Methylisothiazolinone (MIT) is widely used in daily chemicals, fungicides, and other fields and its toxicity has posed a threat to water system and human health. In this study, ultraviolet (UV)/trichloroisocyanuric acid (TCCA), which belongs to advanced oxidation processes (AOP), was adopted to degrade MIT. Total chlorine attenuation detection proved that TCCA has medium UV absorption and a strong quantum yield (0.49 mol E−1). At a pH of 7.0, 93.5% of MIT had been decontaminated after 60 min in UV/TCCA system (kobs = 4.4 × 10−2 min−1, R2 = 0.978), which was much higher than that in the UV alone system and TCCA alone system, at 65% (1.7 × 10−2 min−1, R2 = 0.995) and 10% (1.8 × 10−3 s−1, R2 = 0.915), respectively. This system also behaved well in degrading other five kinds of contaminants. Tert-butanol (TBA) and carbonate (CO32−) were separately used in quenching experiments, and the degradation efficiency of MIT decreased by 39.5% and 46.5% respectively, which confirmed that HO• and reactive chlorine species (RCS) were dominant oxidants in UV/TCCA system.

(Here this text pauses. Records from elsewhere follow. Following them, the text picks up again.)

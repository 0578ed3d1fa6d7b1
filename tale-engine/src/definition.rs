//! Game definitions. A definition file is a JSON description of the static
//! world a game starts from: rooms with exits and contents, objects,
//! creatures, resources and initial meta data.

use serde::{Deserialize, Serialize};
use std::collections::{BTreeMap, BTreeSet};
use std::path::Path;

use crate::error::EngineError;

#[derive(Debug, Clone, Serialize, Deserialize)]
pub struct RoomDef {
    pub name: String,
    #[serde(default)]
    pub description: String,
    /// Direction -> destination room name.
    #[serde(default)]
    pub exits: BTreeMap<String, String>,
    /// Names of objects placed in this room at game start.
    #[serde(default)]
    pub contains: Vec<String>,
}

#[derive(Debug, Clone, Serialize, Deserialize)]
pub struct ObjectDef {
    pub name: String,
    #[serde(default)]
    pub description: String,
}

#[derive(Debug, Clone, Serialize, Deserialize)]
pub struct CreatureDef {
    pub name: String,
    #[serde(default)]
    pub description: String,
    /// Room the creature starts in. Defaults to the first room.
    #[serde(default)]
    pub room: Option<String>,
}

#[derive(Debug, Clone, Serialize, Deserialize)]
pub struct ResourceDef {
    pub name: String,
    #[serde(default)]
    pub description: String,
}

/// A parsed game definition.
#[derive(Debug, Clone, Serialize, Deserialize)]
pub struct Definition {
    #[serde(default = "default_title")]
    pub title: String,
    #[serde(default)]
    pub rooms: Vec<RoomDef>,
    #[serde(default)]
    pub objects: Vec<ObjectDef>,
    #[serde(default)]
    pub creatures: Vec<CreatureDef>,
    #[serde(default)]
    pub resources: Vec<ResourceDef>,
    #[serde(default)]
    pub meta: BTreeMap<String, String>,
}

fn default_title() -> String {
    "an untitled tale".to_string()
}

impl Definition {
    /// Reads and validates a definition file.
    pub fn load(path: &Path) -> Result<Definition, EngineError> {
        let raw = std::fs::read_to_string(path)?;
        let definition: Definition = serde_json::from_str(&raw)?;
        definition.validate()?;
        Ok(definition)
    }

    /// Every name must be unique, room contents must name defined objects and
    /// exits must lead to defined rooms.
    pub fn validate(&self) -> Result<(), EngineError> {
        let mut names = BTreeSet::new();

        let all_names = self
            .rooms
            .iter()
            .map(|r| &r.name)
            .chain(self.objects.iter().map(|o| &o.name))
            .chain(self.creatures.iter().map(|c| &c.name))
            .chain(self.resources.iter().map(|r| &r.name));

        for name in all_names {
            if name.trim().is_empty() {
                return Err(EngineError::DefinitionInvalid(
                    "entity names cannot be empty".to_string(),
                ));
            }
            if !names.insert(name.clone()) {
                return Err(EngineError::DefinitionInvalid(format!(
                    "duplicate entity name '{name}'"
                )));
            }
        }

        let room_names: BTreeSet<&str> = self.rooms.iter().map(|r| r.name.as_str()).collect();
        let object_names: BTreeSet<&str> = self.objects.iter().map(|o| o.name.as_str()).collect();

        for room in &self.rooms {
            for (direction, destination) in &room.exits {
                if !room_names.contains(destination.as_str()) {
                    return Err(EngineError::DefinitionInvalid(format!(
                        "room '{}' exit '{direction}' leads to unknown room '{destination}'",
                        room.name
                    )));
                }
            }
            for content in &room.contains {
                if !object_names.contains(content.as_str()) {
                    return Err(EngineError::DefinitionInvalid(format!(
                        "room '{}' contains unknown object '{content}'",
                        room.name
                    )));
                }
            }
        }

        for creature in &self.creatures {
            if let Some(room) = &creature.room {
                if !room_names.contains(room.as_str()) {
                    return Err(EngineError::DefinitionInvalid(format!(
                        "creature '{}' starts in unknown room '{room}'",
                        creature.name
                    )));
                }
            }
        }

        Ok(())
    }
}

#[cfg(test)]
mod tests {
    use super::*;

    fn minimal() -> Definition {
        serde_json::from_value(serde_json::json!({
            "title": "test tale",
            "rooms": [
                {"name": "start", "description": "A bare room.", "contains": ["candle"]}
            ],
            "objects": [
                {"name": "candle", "description": "A wax candle."}
            ]
        }))
        .unwrap()
    }

    #[test]
    fn minimal_definition_validates() {
        assert!(minimal().validate().is_ok());
    }

    #[test]
    fn duplicate_names_are_rejected() {
        let mut definition = minimal();
        definition.objects.push(ObjectDef {
            name: "start".to_string(),
            description: String::new(),
        });

        assert!(matches!(
            definition.validate(),
            Err(EngineError::DefinitionInvalid(_))
        ));
    }

    #[test]
    fn dangling_exits_are_rejected() {
        let mut definition = minimal();
        definition.rooms[0]
            .exits
            .insert("north".to_string(), "nowhere".to_string());

        assert!(matches!(
            definition.validate(),
            Err(EngineError::DefinitionInvalid(_))
        ));
    }
}
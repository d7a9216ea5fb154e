use serde::Serialize;

use crate::models::CustomerClass;

/// A customer record. The `start_min`/`finish_min`/`waiting_min`/`served_by`
/// fields start unset and are stamped exactly once each as the customer moves
/// through assignment and completion.
#[derive(Clone, Debug, Serialize)]
pub struct Customer {
    pub id: u32,
    pub class: CustomerClass,
    pub tier: u8,
    pub arrival_min: f64,
    pub service_min: f64,
    pub start_min: Option<f64>,
    pub finish_min: Option<f64>,
    pub waiting_min: f64,
    pub served_by: Option<usize>,
}

impl Customer {
    pub fn new(id: u32, class: CustomerClass, tier: u8, arrival_min: f64, service_min: f64) -> Self {
        Self {
            id,
            class,
            tier,
            arrival_min,
            service_min,
            start_min: None,
            finish_min: None,
            waiting_min: 0.0,
            served_by: None,
        }
    }
}

/// One service window. Closing is a logical state: the busy/idle counters keep
/// accumulating across open/close cycles.
#[derive(Clone, Debug, Serialize)]
pub struct WindowState {
    pub id: usize,
    pub is_open: bool,
    pub is_busy: bool,
    pub serving: Option<Customer>,
    pub busy_start_min: f64,
    pub total_busy_min: f64,
    pub total_idle_min: f64,
    pub served_count: u32,
}

impl WindowState {
    pub fn new(id: usize, is_open: bool) -> Self {
        Self {
            id,
            is_open,
            is_busy: false,
            serving: None,
            busy_start_min: 0.0,
            total_busy_min: 0.0,
            total_idle_min: 0.0,
            served_count: 0,
        }
    }

    /// A window only tracks time while open; busy implies open.
    pub fn is_idle(&self) -> bool {
        self.is_open && !self.is_busy
    }
}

With TCCA dosage increasing in a relatively low concentration range (0.02–0.2 mM) and pH decreasing, the effectiveness of this AOP system would be strengthened. The influences of coexisting substances (Cl−, SO42−, CO32−, NO2− and NO3−) were explored. MIT degradation pathways were proposed and sulfur atom oxidation and carboxylation were considered as the dominant removal mechanisms of MIT. Frontier orbital theory and Fukui indexes of MIT were employed to further explore the degradation mechanism.